Researchers at the Scleroderma Clinic at Khon Kaen University, in Thailand, hypothesized that myocardial inflammation detected with cardiac MRI would correlate with the severity of skin thickness and with levels of inflammatory markers and cardiac enzymes in people with scleroderma.
The study included a total of 30 Thai adults with scleroderma (mean age of 57 years, 19 women), all with disease onset within the last four years. All underwent cardiac MRI, and clinical and laboratory assessments on the same date.
Most participants (73.3%) had diffuse cutaneous scleroderma. Median duration of disease was two years.
Results revealed myocardial inflammation in 22 patients (73.3%).
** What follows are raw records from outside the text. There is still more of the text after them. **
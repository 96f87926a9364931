//! Executor layer for filter execution.
//!
//! A `FilterCursorFactory` resolves a planner expression once, picks the
//! execution path (vectorized routine, scalar-only routine or interpreter)
//! and hands out `FilterCursor`s that apply it frame by frame over a
//! `FrameSource`, yielding matching row ids one at a time.

use crate::access::{FrameError, RowId};
use crate::config::EngineConfig;
use crate::expression::ExpressionError;
use crate::jit::{CodegenMode, CompiledFilterCache, JitError};
use anyhow::Result;
use std::fmt;
use std::sync::Arc;
use thiserror::Error;

pub mod factory;
pub mod filter;

pub use crate::config::JitMode;
pub use factory::FilterCursorFactory;
pub use filter::FilterCursor;

/// Forward cursor over row ids
pub trait RowCursor: Send {
    /// Initialize the cursor. This must be called before `next()`.
    fn init(&mut self) -> Result<()>;

    /// Get the next row id.
    /// Returns None when there are no more rows.
    fn next(&mut self) -> Result<Option<RowId>>;

    /// Rewind so that the next call to `next()` starts from the first row again
    fn to_top(&mut self) -> Result<()>;

    /// Release the cursor's resources. Safe to call more than once.
    fn close(&mut self);
}

/// Errors surfaced to the caller while filtering frames
#[derive(Error, Debug)]
pub enum FilterError {
    #[error("frame does not match the filter's columns: {0}")]
    FrameMismatch(#[from] FrameError),

    #[error("resource exhausted: {0}")]
    ResourceExhausted(String),

    #[error("cursor is closed")]
    Closed,

    #[error("cursor not initialized, call init() first")]
    NotInitialized,

    #[error("filter evaluation failed: {0}")]
    Expression(#[from] ExpressionError),

    #[error("compiled filter failed: {0}")]
    Jit(JitError),
}

impl From<JitError> for FilterError {
    fn from(err: JitError) -> Self {
        match err {
            JitError::Frame(frame) => FilterError::FrameMismatch(frame),
            JitError::Allocation(message) => FilterError::ResourceExhausted(message),
            other => FilterError::Jit(other),
        }
    }
}

/// Which implementation evaluates the filter
#[derive(Debug, Clone, Copy, PartialEq, Eq, Hash)]
pub enum ExecutionPath {
    /// Compiled SIMD loop plus scalar tail
    Vectorized,
    /// Compiled scalar loop only
    CompiledScalar,
    /// Row-at-a-time interpreter
    Interpreter,
}

impl ExecutionPath {
    pub fn as_str(&self) -> &'static str {
        match self {
            ExecutionPath::Vectorized => "vectorized",
            ExecutionPath::CompiledScalar => "compiled-scalar",
            ExecutionPath::Interpreter => "interpreter",
        }
    }

    pub fn codegen_mode(&self) -> Option<CodegenMode> {
        match self {
            ExecutionPath::Vectorized => Some(CodegenMode::Vectorized),
            ExecutionPath::CompiledScalar => Some(CodegenMode::ScalarOnly),
            ExecutionPath::Interpreter => None,
        }
    }

    pub fn from_codegen_mode(mode: CodegenMode) -> Self {
        match mode {
            CodegenMode::Vectorized => ExecutionPath::Vectorized,
            CodegenMode::ScalarOnly => ExecutionPath::CompiledScalar,
        }
    }
}

impl fmt::Display for ExecutionPath {
    fn fmt(&self, f: &mut fmt::Formatter<'_>) -> fmt::Result {
        f.write_str(self.as_str())
    }
}

/// Execution context containing shared resources
#[derive(Debug, Clone)]
pub struct ExecutionContext {
    pub config: Arc<EngineConfig>,
    /// Path selector for this execution; defaults to the configured one
    pub jit_mode: JitMode,
    pub cache: Arc<CompiledFilterCache>,
}

impl ExecutionContext {
    pub fn new(config: Arc<EngineConfig>) -> Self {
        Self {
            jit_mode: config.jit_mode,
            config,
            cache: Arc::new(CompiledFilterCache::new()),
        }
    }

    /// Override the path selector for this execution only
    pub fn with_jit_mode(mut self, jit_mode: JitMode) -> Self {
        self.jit_mode = jit_mode;
        self
    }

    /// Share a compiled routine cache with other contexts
    pub fn with_cache(mut self, cache: Arc<CompiledFilterCache>) -> Self {
        self.cache = cache;
        self
    }
}

impl Default for ExecutionContext {
    fn default() -> Self {
        Self::new(Arc::new(EngineConfig::default()))
    }
}
//! Error types for expression resolution and evaluation.

use crate::access::DataType;
use std::fmt;

/// Errors that can occur while resolving or evaluating a filter expression
#[derive(Debug, Clone, PartialEq)]
pub enum ExpressionError {
    /// Expression shape or column kind that no execution path handles
    Unsupported { reason: String },

    /// Type mismatch in operation
    TypeMismatch {
        expected: DataType,
        actual: DataType,
        context: String,
    },

    /// Invalid operand types for operator
    InvalidOperandTypes {
        operator: String,
        left_type: Option<DataType>,
        right_type: Option<DataType>,
    },

    /// Column index out of bounds
    ColumnIndexOutOfBounds { index: usize, column_count: usize },

    /// Generic evaluation error
    EvaluationError { message: String },
}

impl ExpressionError {
    pub fn unsupported(reason: impl Into<String>) -> Self {
        ExpressionError::Unsupported {
            reason: reason.into(),
        }
    }

    /// Whether the expression was rejected by the resolver rather than being malformed.
    ///
    /// Rejected expressions are left to the planner's generic filter.
    pub fn is_unsupported(&self) -> bool {
        matches!(
            self,
            ExpressionError::Unsupported { .. }
                | ExpressionError::TypeMismatch { .. }
                | ExpressionError::InvalidOperandTypes { .. }
        )
    }
}

impl fmt::Display for ExpressionError {
    fn fmt(&self, f: &mut fmt::Formatter<'_>) -> fmt::Result {
        match self {
            ExpressionError::Unsupported { reason } => {
                write!(f, "Unsupported filter expression: {}", reason)
            }

            ExpressionError::TypeMismatch {
                expected,
                actual,
                context,
            } => {
                write!(
                    f,
                    "Type mismatch in {}: expected {:?}, got {:?}",
                    context, expected, actual
                )
            }

            ExpressionError::InvalidOperandTypes {
                operator,
                left_type,
                right_type,
            } => {
                write!(
                    f,
                    "Invalid operand types for operator {}: left={:?}, right={:?}",
                    operator, left_type, right_type
                )
            }

            ExpressionError::ColumnIndexOutOfBounds {
                index,
                column_count,
            } => {
                write!(
                    f,
                    "Column index {} out of bounds for frame with {} columns",
                    index, column_count
                )
            }

            ExpressionError::EvaluationError { message } => {
                write!(f, "Expression evaluation error: {}", message)
            }
        }
    }
}

impl std::error::Error for ExpressionError {}

/// Result type for expression operations
pub type ExpressionResult<T> = Result<T, ExpressionError>;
A statistical analysis revealed that every five years of increased age at scleroderma onset correlated with a more than two-fold lower risk of myocardial inflammation.
In addition, every five‐point increase in the modified Rodnan skin score (mRSS) of skin thickness at disease onset was associated with a 2.64-fold greater risk for myocardial inflammation.
“An increased risk of myocardial inflammation was associated with young age and high mRSS at onset,” the researchers wrote.
However, myocardial inflammation was not associated with scleroderma subtype, internal organ involvement, inflammatory markers (such as C-reactive protein and erythrocyte sedimentation rate), and cardiac and muscle enzymes in this patient population.
This suggests “that inflammatory markers and/or cardiac enzymes cannot be used as a guide for identifying myocardial inflammation in [scleroderma] patients, so it cannot replace cardiac MRI,” the team said.
“A longitudinal study of the myocardial inflammation along with treatment and clinical outcome monitoring is fundamental for better care and improved survival of [scleroderma] patients,” the scientists said.